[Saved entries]
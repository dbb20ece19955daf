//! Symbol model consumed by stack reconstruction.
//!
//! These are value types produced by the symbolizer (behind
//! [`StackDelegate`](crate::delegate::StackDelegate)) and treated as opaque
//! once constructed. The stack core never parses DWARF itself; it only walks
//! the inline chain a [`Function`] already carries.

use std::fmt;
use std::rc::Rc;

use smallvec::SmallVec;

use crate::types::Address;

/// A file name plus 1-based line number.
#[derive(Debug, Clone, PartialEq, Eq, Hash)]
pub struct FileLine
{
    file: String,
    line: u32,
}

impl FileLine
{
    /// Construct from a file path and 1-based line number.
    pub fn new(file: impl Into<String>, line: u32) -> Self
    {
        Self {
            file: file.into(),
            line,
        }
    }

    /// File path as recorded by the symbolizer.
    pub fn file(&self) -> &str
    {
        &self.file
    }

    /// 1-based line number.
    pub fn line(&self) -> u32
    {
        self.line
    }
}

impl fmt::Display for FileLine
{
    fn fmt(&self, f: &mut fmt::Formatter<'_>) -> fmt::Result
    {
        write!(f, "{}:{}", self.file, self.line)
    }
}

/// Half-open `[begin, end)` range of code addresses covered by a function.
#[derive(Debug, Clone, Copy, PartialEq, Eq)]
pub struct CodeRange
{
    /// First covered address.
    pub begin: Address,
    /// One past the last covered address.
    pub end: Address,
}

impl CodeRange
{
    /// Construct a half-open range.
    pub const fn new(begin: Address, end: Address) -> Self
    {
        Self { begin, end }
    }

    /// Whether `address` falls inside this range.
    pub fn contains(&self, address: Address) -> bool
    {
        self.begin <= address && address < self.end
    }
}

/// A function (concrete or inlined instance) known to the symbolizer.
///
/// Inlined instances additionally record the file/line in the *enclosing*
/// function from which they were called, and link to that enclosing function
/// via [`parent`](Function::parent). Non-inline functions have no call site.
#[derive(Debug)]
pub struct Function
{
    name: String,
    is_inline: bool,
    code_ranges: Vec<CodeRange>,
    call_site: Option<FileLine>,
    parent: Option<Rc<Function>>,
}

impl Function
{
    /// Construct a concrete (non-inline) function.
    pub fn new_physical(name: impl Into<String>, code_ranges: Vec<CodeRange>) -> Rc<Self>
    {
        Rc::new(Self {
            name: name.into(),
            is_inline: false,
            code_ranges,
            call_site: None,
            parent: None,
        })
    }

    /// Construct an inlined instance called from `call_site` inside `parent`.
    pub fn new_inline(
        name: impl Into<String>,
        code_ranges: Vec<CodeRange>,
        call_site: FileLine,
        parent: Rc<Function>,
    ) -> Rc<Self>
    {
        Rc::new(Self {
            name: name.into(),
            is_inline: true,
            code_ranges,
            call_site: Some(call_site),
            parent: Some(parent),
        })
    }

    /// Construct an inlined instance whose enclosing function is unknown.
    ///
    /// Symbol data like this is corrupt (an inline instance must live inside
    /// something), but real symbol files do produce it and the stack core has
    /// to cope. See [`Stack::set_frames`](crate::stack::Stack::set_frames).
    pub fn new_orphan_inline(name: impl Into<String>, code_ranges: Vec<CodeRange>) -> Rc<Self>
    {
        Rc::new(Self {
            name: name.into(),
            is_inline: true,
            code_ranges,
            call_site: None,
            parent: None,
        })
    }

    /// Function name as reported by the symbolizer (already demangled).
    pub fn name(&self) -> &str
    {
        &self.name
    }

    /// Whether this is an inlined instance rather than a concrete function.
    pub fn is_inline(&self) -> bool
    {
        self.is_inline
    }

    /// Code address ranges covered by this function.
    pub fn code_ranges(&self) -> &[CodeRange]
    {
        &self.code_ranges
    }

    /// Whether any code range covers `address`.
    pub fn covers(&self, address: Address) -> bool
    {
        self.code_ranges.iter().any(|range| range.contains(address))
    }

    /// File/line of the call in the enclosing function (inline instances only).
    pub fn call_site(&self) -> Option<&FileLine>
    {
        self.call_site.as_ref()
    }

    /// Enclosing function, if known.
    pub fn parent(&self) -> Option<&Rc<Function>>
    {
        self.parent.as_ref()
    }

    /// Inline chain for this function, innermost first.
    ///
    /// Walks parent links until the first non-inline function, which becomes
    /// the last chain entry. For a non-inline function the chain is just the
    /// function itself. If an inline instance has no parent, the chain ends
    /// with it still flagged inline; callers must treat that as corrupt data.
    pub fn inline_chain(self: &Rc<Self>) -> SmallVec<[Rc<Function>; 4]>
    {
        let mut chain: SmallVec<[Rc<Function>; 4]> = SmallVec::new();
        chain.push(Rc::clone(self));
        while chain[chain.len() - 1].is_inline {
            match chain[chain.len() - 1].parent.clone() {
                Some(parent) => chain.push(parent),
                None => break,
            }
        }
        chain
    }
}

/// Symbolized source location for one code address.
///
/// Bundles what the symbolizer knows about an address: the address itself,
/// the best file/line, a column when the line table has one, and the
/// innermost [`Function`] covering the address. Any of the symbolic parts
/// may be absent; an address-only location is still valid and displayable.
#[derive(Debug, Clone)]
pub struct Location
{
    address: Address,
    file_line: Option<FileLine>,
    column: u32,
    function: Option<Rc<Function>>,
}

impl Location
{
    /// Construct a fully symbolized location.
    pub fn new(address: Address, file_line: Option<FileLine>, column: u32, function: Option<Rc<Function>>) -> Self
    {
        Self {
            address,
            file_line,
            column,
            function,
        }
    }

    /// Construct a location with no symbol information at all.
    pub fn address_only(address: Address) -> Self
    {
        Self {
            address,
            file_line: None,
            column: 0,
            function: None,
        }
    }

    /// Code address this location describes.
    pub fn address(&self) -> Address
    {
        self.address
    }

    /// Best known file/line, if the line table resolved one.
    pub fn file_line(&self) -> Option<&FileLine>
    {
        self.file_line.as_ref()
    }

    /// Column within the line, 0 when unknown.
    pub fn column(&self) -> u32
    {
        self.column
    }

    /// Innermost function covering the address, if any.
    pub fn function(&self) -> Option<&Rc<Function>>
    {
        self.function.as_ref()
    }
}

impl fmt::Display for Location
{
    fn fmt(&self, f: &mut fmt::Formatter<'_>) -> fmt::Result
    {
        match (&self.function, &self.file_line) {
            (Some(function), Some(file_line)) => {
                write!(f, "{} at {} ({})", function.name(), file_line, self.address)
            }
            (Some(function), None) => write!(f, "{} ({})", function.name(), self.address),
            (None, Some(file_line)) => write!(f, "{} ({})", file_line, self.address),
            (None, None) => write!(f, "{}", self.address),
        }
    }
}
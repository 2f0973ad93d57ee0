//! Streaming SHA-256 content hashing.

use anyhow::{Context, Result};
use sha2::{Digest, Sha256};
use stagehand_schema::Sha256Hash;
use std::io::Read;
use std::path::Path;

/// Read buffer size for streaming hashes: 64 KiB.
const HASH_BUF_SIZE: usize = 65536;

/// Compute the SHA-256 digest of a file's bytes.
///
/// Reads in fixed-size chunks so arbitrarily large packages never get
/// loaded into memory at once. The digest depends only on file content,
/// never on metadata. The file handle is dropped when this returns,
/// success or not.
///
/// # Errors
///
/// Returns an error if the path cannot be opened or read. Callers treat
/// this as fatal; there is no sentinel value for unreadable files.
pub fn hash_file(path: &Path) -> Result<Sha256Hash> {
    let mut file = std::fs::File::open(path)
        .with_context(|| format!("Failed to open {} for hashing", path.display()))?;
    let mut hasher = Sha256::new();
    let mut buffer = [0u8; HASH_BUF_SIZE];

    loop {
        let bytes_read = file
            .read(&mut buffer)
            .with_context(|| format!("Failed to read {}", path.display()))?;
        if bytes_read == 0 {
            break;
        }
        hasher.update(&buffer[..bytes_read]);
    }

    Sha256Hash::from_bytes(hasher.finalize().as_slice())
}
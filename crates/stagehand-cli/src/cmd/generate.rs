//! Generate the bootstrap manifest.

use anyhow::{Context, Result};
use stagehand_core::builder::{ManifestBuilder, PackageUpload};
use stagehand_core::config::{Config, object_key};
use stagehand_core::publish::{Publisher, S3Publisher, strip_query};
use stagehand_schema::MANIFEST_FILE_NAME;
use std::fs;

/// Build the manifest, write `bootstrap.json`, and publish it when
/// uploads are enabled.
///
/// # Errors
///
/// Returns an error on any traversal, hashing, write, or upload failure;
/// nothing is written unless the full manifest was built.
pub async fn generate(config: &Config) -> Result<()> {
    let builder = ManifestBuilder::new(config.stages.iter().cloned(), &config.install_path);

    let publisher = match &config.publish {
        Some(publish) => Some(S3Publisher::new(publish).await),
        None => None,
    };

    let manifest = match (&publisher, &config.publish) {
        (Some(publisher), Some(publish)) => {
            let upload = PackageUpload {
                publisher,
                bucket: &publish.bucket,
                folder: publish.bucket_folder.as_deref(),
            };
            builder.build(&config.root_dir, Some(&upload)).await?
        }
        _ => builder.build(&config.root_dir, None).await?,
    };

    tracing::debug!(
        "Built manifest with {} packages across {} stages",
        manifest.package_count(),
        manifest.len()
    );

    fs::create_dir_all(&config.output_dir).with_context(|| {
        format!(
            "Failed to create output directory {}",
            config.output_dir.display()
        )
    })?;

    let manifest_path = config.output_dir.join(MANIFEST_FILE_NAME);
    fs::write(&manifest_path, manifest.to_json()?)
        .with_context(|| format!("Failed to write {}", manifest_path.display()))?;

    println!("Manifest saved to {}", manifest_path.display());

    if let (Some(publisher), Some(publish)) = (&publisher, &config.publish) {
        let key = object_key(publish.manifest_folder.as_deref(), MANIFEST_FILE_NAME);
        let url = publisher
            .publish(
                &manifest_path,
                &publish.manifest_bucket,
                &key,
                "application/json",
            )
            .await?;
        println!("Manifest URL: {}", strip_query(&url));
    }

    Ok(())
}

• _TASK TO CARRY OUT_:
Which of the lines above hold the string "packages"? Copy each one.

• _RESULT OF THIS TASK_:
/// Reads in fixed-size chunks so arbitrarily large packages never get
        "Built manifest with {} packages across {} stages",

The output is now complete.